経済

2023.02.17 10:30

新型コロナで傷ついた中国経済の回復はまだ先、かつての勢いも期待できず

習近平国家主席が最近の発言でほのめかしたように、中国の活動再開に期待を寄せているが、習と指導層の多くは現在経済の重荷になっている弱点を明確に認識している。中国人民銀行は利下げと金融緩和を2023年も延長する用意があると発表し、財政部はこのほど経済活動を刺激するための財政拡大計画を改めて表明した。具体的な内容は乏しい。当局が示したのは「適切な」ことを行うということだけだった。とはいえ、この公約は当局がその必要性を認識していることを示している。

ことわざにもあるとおり、経済は時として急変する。だが、仮に中国が急変する素地があったとしても、それは決してはっきりと見えるものではなく、中国はいま新型コロナの症例の急増による経済面への悪影響に対処しなければならない。これは避けることができたはずだ。中国政府のゼロコロナ政策のロックダウンと検疫は国民の集団免疫獲得を阻み、効果のないワクチン接種の政策により、最も脆弱な人々が専門的な医療を必要とする例を逆に増やしてしまった。中国政府は欧州からのワクチン無償提供の申し出を拒否しさえした。原因が何であれ、新型コロナ感染者は12月下旬の部分的な活動再開で急速に増え、完全な活動再開でさらに急増する可能性が高いようだ。
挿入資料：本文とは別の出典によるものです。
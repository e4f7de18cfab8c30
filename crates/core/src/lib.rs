//! benchview-core - Controllers and chart derivation for benchview
//!
//! This crate contains WASM-compatible, I/O-free code shared by every host
//! of the dashboard. Controllers are reducers: they take [`Event`]s and
//! return [`Effect`]s for the host to carry out.
//!
//! # Features
//!
//! - Threshold coloring, sorting and navigation for the changes table
//! - Comparison bar charts derived from the results matrix
//! - Timeline charts and miniature grids with URL-synchronized selection

pub mod catalog;
pub mod changes;
pub mod chart;
pub mod comparison;
pub mod config;
pub mod error;
pub mod event;
pub mod notice;
pub mod payload;
pub mod selection;
pub mod timeline;
pub mod url_state;

pub use catalog::Catalog;
pub use changes::{ChangeInteraction, ChangeTableController, ChangeView, Status, TableParser};
pub use chart::ChartConfig;
pub use comparison::{ComparisonController, ComparisonInteraction, ComparisonView, PlotOutcome};
pub use config::{DashboardConfig, Thresholds};
pub use error::{Error, Result};
pub use event::{Controller, ControllerEvent, Effect, Endpoint, Event, Request};
pub use notice::{Notice, NoticeKind};
pub use payload::{ComparisonPayload, TimelinePayload};
pub use selection::{
    BenchmarkChoice, ChangeSelection, ChartType, ComparisonSelection, TimelineSelection, Toggle,
};
pub use timeline::{TimelineContent, TimelineController, TimelineInteraction, TimelineView};
pub use url_state::UrlHistory;
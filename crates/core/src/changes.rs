//! Changes view: threshold coloring of the results tables
//!
//! The table endpoint returns an HTML fragment with one
//! `<table class="tablesorter">` per unit type. Each data row carries the
//! percentage change over the previous result and over the trend window in
//! `data-change` and `data-trend`; the two trailing columns are colored from
//! those values.
//!
//! ```text
//! <table class="tablesorter" data-lessisbetter="True">
//!   <thead><tr><th>Benchmark</th>...<th>Change</th><th>Trend</th></tr></thead>
//!   <tbody><tr data-change="-4.2" data-trend="1.0"><td>float</td>...</tr></tbody>
//! </table>
//! ```

use crate::catalog::{Catalog, RevisionOption};
use crate::config::{DashboardConfig, Thresholds};
use crate::error::{Error, Result};
use crate::event::{encode_query, Controller, ControllerEvent, Effect, Endpoint, Event, Request};
use crate::notice::Notice;
use crate::selection::ChangeSelection;
use regex::Regex;
use serde::Serialize;
use std::cmp::Ordering;
use std::collections::HashMap;
use tracing::{debug, info};

/// Element the table fragment is loaded into
pub const CONTENT_WRAP: &str = "contentwrap";

/// Significance of a change against a threshold
#[derive(Debug, Clone, Copy, PartialEq, Eq, Serialize)]
#[serde(rename_all = "lowercase")]
pub enum Status {
    Regression,
    Improvement,
    Neutral,
}

impl Status {
    /// Classify `value` against the open interval `(lo, hi)`.
    ///
    /// Values equal to a bound and NaN are neutral.
    pub fn between(value: f64, lo: f64, hi: f64) -> Self {
        if value < lo {
            Status::Regression
        } else if value > hi {
            Status::Improvement
        } else {
            Status::Neutral
        }
    }

    /// Classify a percentage change against a symmetric threshold
    pub fn classify(value: Option<f64>, threshold: f64) -> Self {
        match value {
            Some(v) => Status::between(v, -threshold, threshold),
            None => Status::Neutral,
        }
    }

    pub fn css_class(self) -> &'static str {
        match self {
            Status::Regression => "status-red",
            Status::Improvement => "status-green",
            Status::Neutral => "status-none",
        }
    }
}

/// Zebra stripe of a row
#[derive(Debug, Clone, Copy, PartialEq, Eq, Serialize)]
#[serde(rename_all = "lowercase")]
pub enum Stripe {
    Even,
    Odd,
}

#[derive(Debug, Clone, PartialEq, Serialize)]
pub struct Cell {
    /// Visible text, tags stripped
    pub text: String,
    /// Inner markup as received
    pub html: String,
    #[serde(skip_serializing_if = "Option::is_none")]
    pub status: Option<Status>,
}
1月の旧正月の旅行が医療危機をさらに悪化させることが予想される。この最初の感染の波が収まるまでは、ゼロコロナのロックダウンや検疫と同様に感染拡大と死者の増加が経済活動を阻むだろう。

運が良ければ、この新たな経済面での障害はすぐに解消されるだろうが、西側諸国の経験が示唆するように、その解消は早くても春まで、場合によってはさらに長くかかる可能性がある。こうしたことから、今年の実質成長率4.8%という公式予測は楽観的に思える。ゼロコロナ政策の終了を理由に即座の景気回復を期待していた人々は、経済回復の遅れに失望するに違いない。そのような楽観論はコロナ感染が落ち着き始めた後の今年後半の経済回復に期待しているのだろうが、それがすぐさま全般的な景気回復を期待しているとすれば見当違いだ。

中国の経済が人々が期待するように早く回復するか、あるいはずれ込むのかは別として(ずれ込む可能性が高いが)、新型コロナ以前の経済活動や活発さに戻るには相当時間がかかるだろう。例えば、旅行の予約は急増しているものの、文化観光部によると観光部門全体ではパンデミック前を35.1%下回っているという。

一方、新型コロナをめぐる今回の激動から2つのことが明らかになった。1つは、中国政府のゼロコロナ政策があまり賢明でなかったことだ。新型コロナを撲滅することができず、結果的に国民を新型コロナに対してより脆弱な状態にしてしまった。もう1つは今年の景気回復の時期やその強さに関連して、経済がかつてのような猛烈な成長・発展ペースに戻ることはないことを政府が認識しつつあることだ。仮に2023年に4.8%という楽観的すぎる実質成長率の目標を達成したとしても、そのペースは今世紀初めの成長ペースには到底及ばない。